Comment se fait-il que ce soit si difficile de rester simplement tranquille.
Le chrétien cite volontiers :
Matthieu 6:34 PDV2017 :
« Donc, ne vous faites pas de souci pour demain. Demain se fera du souci pour lui-même. La fatigue d’aujourd’hui suffit pour aujourd’hui ! »
Celui ou celle inspiré(e) par Ramana Maharshi :
« Tout ce qui est destiné à ne pas se produire ne se produira pas, malgré tous vos efforts pour y arriver. Tout ce qui est destiné à se produire se produira, malgré tous vos efforts pour l’éviter. Ceci est une chose certaine.
Ainsi, restez silencieux. »
Ramana Maharshi.
Quant à Nisargadatta Maharaj il se contente de dire
« Si vous pouviez seulement rester tranquilles, vous libérer de vos souvenirs et de vos attentes, vous seriez capables de discerner la beauté des événements. C’est votre agitation qui cause le chaos. »

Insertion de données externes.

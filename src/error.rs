//! Error types for the notification gatekeeper

use thiserror::Error;

/// Result type alias for gatekeeper operations
pub type Result<T> = std::result::Result<T, GatekeeperError>;

#[derive(Error, Debug)]
pub enum GatekeeperError {

    // =============================
    // Pipeline Errors
    // =============================

    /// Language-model call failed or returned an unusable shape.
    /// Recovered inside the adapters, never surfaced to callers.
    #[error("Oracle error: {0}")]
    Oracle(String),

    #[error("Validation error: {0}")]
    Validation(String),

    #[error("Currency error: {0}")]
    Currency(String),

    #[error("Database error: {0}")]
    Database(String),

    #[error("Account not found: {0}")]
    AccountNotFound(String),

    #[error("Configuration error: {0}")]
    Config(String),

    #[error("Unknown error: {0}")]
    Unknown(String),

    // =============================
    // External Library Conversions
    // =============================

    #[error("Serialization error: {0}")]
    Serialization(#[from] serde_json::Error),

    #[error("HTTP client error: {0}")]
    Http(#[from] reqwest::Error),

    #[error("UUID parse error: {0}")]
    Uuid(#[from] uuid::Error),

    #[error("IO error: {0}")]
    Io(#[from] std::io::Error),
}

impl GatekeeperError {
    /// Oracle, validation and currency errors are recoverable with a safe default.
    pub fn is_recoverable(&self) -> bool {
        matches!(
            self,
            GatekeeperError::Oracle(_)
                | GatekeeperError::Validation(_)
                | GatekeeperError::Currency(_)
                | GatekeeperError::Serialization(_)
                | GatekeeperError::Http(_)
        )
    }
}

Ainsi toutes celles et ceux qui se sont éteints en Dieu, le Soi, disent la même chose et vivent la même expérience quelle que soit leur voie ; cependant ils sont rares. La voie ou la religion devient souvent un point de vue en lequel moi trouve une identité vertueuse, persuadé de plus d’être l’heureux élu de la seule vraie voie ou religion. Conséquence, chaque voie devient source de dissentions, parfois même entre les branches différentes d’une même voie ou d’une même religion. Aussi maître Eckhart est-il clair et sans concession lorsqu’il s’adresse à celui ou celle que la spiritualité attire :
« Car quiconque cherche Dieu par une voie particulière obtiendra la voie et perdra Dieu caché dans la voie.

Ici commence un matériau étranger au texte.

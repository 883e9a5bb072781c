//! Schedule extractor
//!
//! Finds an event title and start/end times in a notification. Relative
//! expressions are resolved by the oracle against the "now" we hand it.

use crate::models::ScheduleExtraction;
use crate::oracle::{parse_json_object, str_field, LanguageModel};
use crate::prompts::render;
use crate::Result;
use async_trait::async_trait;
use chrono::{DateTime, FixedOffset, Utc};
use std::sync::Arc;
use tracing::{debug, warn};

/// Wire format for start/end times, in the user's local time.
pub const SCHEDULE_TIME_FORMAT: &str = "%Y-%m-%d %H:%M";

const SCHEDULE_TEMPERATURE: f32 = 0.1;

#[async_trait]
pub trait ScheduleExtractor: Send + Sync {
    /// Never fails: returns all-`None` fields when the oracle is unusable.
    async fn extract(&self, content: &str, now: DateTime<Utc>) -> ScheduleExtraction;
}

pub struct LlmScheduleExtractor {
    model: Arc<dyn LanguageModel>,
    prompt: String,
    local_offset: FixedOffset,
}

impl LlmScheduleExtractor {
    pub fn new(model: Arc<dyn LanguageModel>, prompt: String, local_offset: FixedOffset) -> Self {
        Self {
            model,
            prompt,
            local_offset,
        }
    }

    async fn try_extract(&self, content: &str, now: DateTime<Utc>) -> Result<ScheduleExtraction> {
        let current_time = now
            .with_timezone(&self.local_offset)
            .format(SCHEDULE_TIME_FORMAT)
            .to_string();
        let system = render(&self.prompt, &[("current_time", &current_time)]);

        let raw = self
            .model
            .complete_json(&system, content, SCHEDULE_TEMPERATURE)
            .await?;
        let map = parse_json_object(&raw)?;

        Ok(ScheduleExtraction {
            event_title: str_field(&map, "event_title"),
            start_time: str_field(&map, "start_time"),
            end_time: str_field(&map, "end_time"),
        })
    }
}

#[async_trait]
impl ScheduleExtractor for LlmScheduleExtractor {
    async fn extract(&self, content: &str, now: DateTime<Utc>) -> ScheduleExtraction {
        match self.try_extract(content, now).await {
            Ok(extraction) => {
                debug!(
                    title = ?extraction.event_title,
                    start = ?extraction.start_time,
                    "Schedule data extracted"
                );
                extraction
            }
            Err(e) => {
                warn!(error = %e, "Schedule extractor fail-safe triggered");
                ScheduleExtraction::default()
            }
        }
    }
}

Mais quiconque cherche Dieu sans aucune voie particulière, Le trouve tel qu’Il est réellement…et Il est la vie elle-même. »
Bien sûr de telles paroles peuvent-être mal comprise, car maître Eckhart ne met pas en question la voie ou la religion en soi, mais la source du chercheur ou du croyant. Le Père Le Saux constatait :
« II n’y a pas de place en moi pour Dieu et pour moi à la fois. S’il y a Dieu, je ne suis pas; s‘il y a moi, comment Dieu pourrait-il être? »
À chacun donc d’oser retourner le regard à la source de ce qui le bouge.
Rester tranquille pose la même équation, à chacun à chacune de le vérifier : il n’y a pas de place en moi pour la tranquillité et pour moi à la fois. Soit il y a la tranquillité et moi n’est pas, soit il y a moi et il n’y a pas la tranquillité.
Et en effet, il ne s’agit pas d’un moi tranquille parce-que tout va bien. Il s’agit d’un état sans cause.
Afin que l’homme soit mis au pied du mur, au pied du rêve d’un moi parvenant à je ne sais quoi, Maître Eckhart précise :
« La cause de tes difficultés n’est pas dans les choses, c’est toi-même dans les choses. C’est pourquoi regarde-toi d’abord et quitte-toi. »
Maître Eckhart ou la joie errante. Editions Payot et Rivages
Même son de cloche dans le zen :
« Inutile de chercher à fuir le bruit de l’eau, ou le chant des oiseaux,
Le trouble vient de notre esprit »
Le bol et le bâton
Libre de soi, libre de tout de Shunryu Suzuki
Ainsi tout est clair :
La cause de mes difficultés n’est pas due à ce que je rencontre, c’est moi-même, dans les choses rencontrées, qui est la cause de mes difficultés.
La première des choses est donc de découvrir en moi-même ce que maître Eckhart affirme. Alors le « où » chercher est clair ; effondrement du rêve, contact abrupt avec le réel.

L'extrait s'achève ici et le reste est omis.